Thank you to everyone who donated.  Thank you to my amazing team, Nothing Butt Class, and my friend Kelly for joining us on the ride.  Thank you to our inspirational captain Zuri Scrivens for staying so damn strong and positive.  And, last but not least, especially big thanks to my wonderful husband.  While I rode for him and Charlotte.  It was a lot of extra work for him.  Not just this weekend.  But the extra household jobs he has done while I trained.  I love you Stefan Lageston!  I love how supportive you are, the amazing father and man that you are, and I love making you proud!
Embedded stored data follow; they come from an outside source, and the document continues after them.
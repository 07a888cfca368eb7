use crate::amount::{Amount, ZERO};
use crate::crypto::Address;
use crate::transaction::Transaction;
use std::collections::BTreeMap;

use super::chain::Blockchain;

/// Balances derived by replaying transactions. Built on demand and thrown
/// away; the ledger never stores one.
#[derive(Debug, Clone, Default, PartialEq, Eq)]
pub struct BalanceSheet {
    balances: BTreeMap<Address, Amount>,
}

impl BalanceSheet {
    pub fn new() -> Self {
        Self::default()
    }

    pub fn replay<'a>(transactions: impl IntoIterator<Item = &'a Transaction>) -> Self {
        let mut sheet = Self::new();
        for tx in transactions {
            sheet.apply_transaction(tx);
        }
        sheet
    }

    /// Both parties get an entry at zero on first sight, then the delta applies.
    pub fn apply_transaction(&mut self, tx: &Transaction) {
        let sender = self.balances.entry(tx.sender.clone()).or_insert(ZERO);
        *sender = sender.saturating_sub(tx.amount);
        let receiver = self.balances.entry(tx.receiver.clone()).or_insert(ZERO);
        *receiver = receiver.saturating_add(tx.amount);
    }

    pub fn get_balance(&self, address: &Address) -> Amount {
        self.balances.get(address).copied().unwrap_or(ZERO)
    }

    pub fn into_map(self) -> BTreeMap<Address, Amount> {
        self.balances
    }
}

impl Blockchain {
    pub(crate) fn confirmed_transactions(&self) -> impl Iterator<Item = &Transaction> {
        self.blocks.iter().flat_map(|block| block.transactions.iter())
    }

    /// Net of everything `address` received minus everything it sent, over
    /// mined blocks only.
    pub fn get_balance(&self, address: &Address) -> Amount {
        let mut balance = ZERO;
        for tx in self.confirmed_transactions() {
            if &tx.sender == address {
                balance = balance.saturating_sub(tx.amount);
            }
            if &tx.receiver == address {
                balance = balance.saturating_add(tx.amount);
            }
        }
        balance
    }

    /// Every address seen in a mined transaction, `Genesis` included.
    pub fn get_all_addresses_and_balances(&self) -> BTreeMap<Address, Amount> {
        BalanceSheet::replay(self.confirmed_transactions()).into_map()
    }

    pub fn find_transactions_for_address(&self, address: &Address) -> Vec<&Transaction> {
        self.confirmed_transactions()
            .filter(|tx| &tx.sender == address || &tx.receiver == address)
            .collect()
    }

    /// Membership test against mined blocks; does not re-verify anything.
    pub fn confirm_transaction(&self, tx: &Transaction) -> bool {
        self.confirmed_transactions().any(|mined| mined == tx)
    }
}

#[cfg(test)]
mod tests {
    use super::*;

    fn tx(sender: &str, receiver: &str, amount: i32) -> Transaction {
        Transaction::with_timestamp(
            Address::from(sender),
            Address::from(receiver),
            Amount::from_num(amount),
            0,
        )
    }

    #[test]
    fn test_balance_sheet_replay() {
        let txs = vec![tx("Genesis", "a", 10), tx("a", "b", 4), tx("b", "c", 1)];
        let sheet = BalanceSheet::replay(&txs);
        assert_eq!(sheet.get_balance(&Address::from("a")), Amount::from_num(6));
        assert_eq!(sheet.get_balance(&Address::from("b")), Amount::from_num(3));
        assert_eq!(sheet.get_balance(&Address::from("c")), Amount::from_num(1));
        assert_eq!(sheet.get_balance(&Address::genesis()), Amount::from_num(-10));
        assert_eq!(sheet.get_balance(&Address::from("nobody")), ZERO);
        assert_eq!(sheet.into_map().len(), 4);
    }

    #[test]
    fn test_self_transfer_nets_to_zero() {
        let sheet = BalanceSheet::replay(&[tx("a", "a", 5)]);
        assert_eq!(sheet.get_balance(&Address::from("a")), ZERO);
    }

    #[test]
    fn test_unknown_address_has_zero_balance() {
        let mut chain = Blockchain::new(0, Amount::from_num(1)).unwrap();
        chain.mine_pending_transactions(&Address::from("miner")).unwrap();
        assert_eq!(chain.get_balance(&Address::from("stranger")), ZERO);
        assert!(chain.find_transactions_for_address(&Address::from("stranger")).is_empty());
    }

    #[test]
    fn test_queries_ignore_pending() {
        let mut chain = Blockchain::new(0, Amount::from_num(1)).unwrap();
        let pending = tx("x", "y", 3);
        chain.add_transaction(pending.clone()).unwrap();

        assert_eq!(chain.get_balance(&Address::from("y")), ZERO);
        assert!(!chain.confirm_transaction(&pending));
        assert!(chain.get_all_addresses_and_balances().is_empty());
    }

    #[test]
    fn test_confirm_and_history_after_mining() {
        let mut chain = Blockchain::new(0, Amount::from_num(2)).unwrap();
        let miner = Address::from("miner");
        let reward = chain.mine_pending_transactions(&miner).unwrap().transactions[0].clone();

        assert!(chain.confirm_transaction(&reward));
        assert_eq!(chain.find_transactions_for_address(&miner), vec![&reward]);

        let balances = chain.get_all_addresses_and_balances();
        assert_eq!(balances.get(&miner), Some(&Amount::from_num(2)));
        assert_eq!(balances.get(&Address::genesis()), Some(&Amount::from_num(-2)));
    }
}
being greeted by family as I roll into lunch on day 1
Me with Kelly on start of day two
Day 2 pit stop

Team photo part 1 (Bryn, Kim, Barbara, Steve, Zuri and I)

Team photo part 2 (Tom, Kim, me and Zuri)

Who I rode for!

my flowers - card says "to the best mom and wife, for making the "Ride to Conquer Cancer"!


Sunday, May 26, 2013

We have a life!

We have been busy!  So busy, that it's best I resort to bullet points to summarize what we have been up to, and what's coming up!


  • Stefan and I went to Vegas.  Without the kids.  Just the two of us, shopping, sun, a show, and a bit of gambling.  We had such a great time, and didn't even worry about the kids (we worried about my parents getting tuckered out watching said kids - but they managed just fine - thanks Mom and Gerald!!)
    • Nathan is addicted to the wiggles.
     

  • Any free time I have lately has been used playing with my kids, and riding my bike - hence the lack of blog posts.
  • Stefan's work is going well, he is pretty much at full hours, and while tired, he is managing.  He will be starting at a new school come July.  Not sure if that means he will be still on long term disability, or partially on it, only time will tell.
  • We were on TV!  CTV (and Jason Pires, who is fantastic) did a segment on my little family and my participation in the Ride to Conquer Cancer.  It was fun to film, and they did a great job!
    link to CTV Clip
  • Charlotte is back in the bubble, and has been now for 2 weeks as her counts are low.  We haven't noticed too much though since we have someone come to the house to watch the kids.  You would not be able to tell, as she remains her happy energetic self.  She is off for bloodwork again tomorrow to see if we can resume her chemo.
  • Charlotte turned 4 with a princess birthday party!  She had a great time with her 3 cousins, and a few of her favorite people (Tootoo, Grandpa, Alex, and her Aunties and Uncles).  She dolled herself up with her new princess gear and gave us some lovely poses and "I'm sooooo beautiful".  I don't think I have ever seen her as happy as at her party!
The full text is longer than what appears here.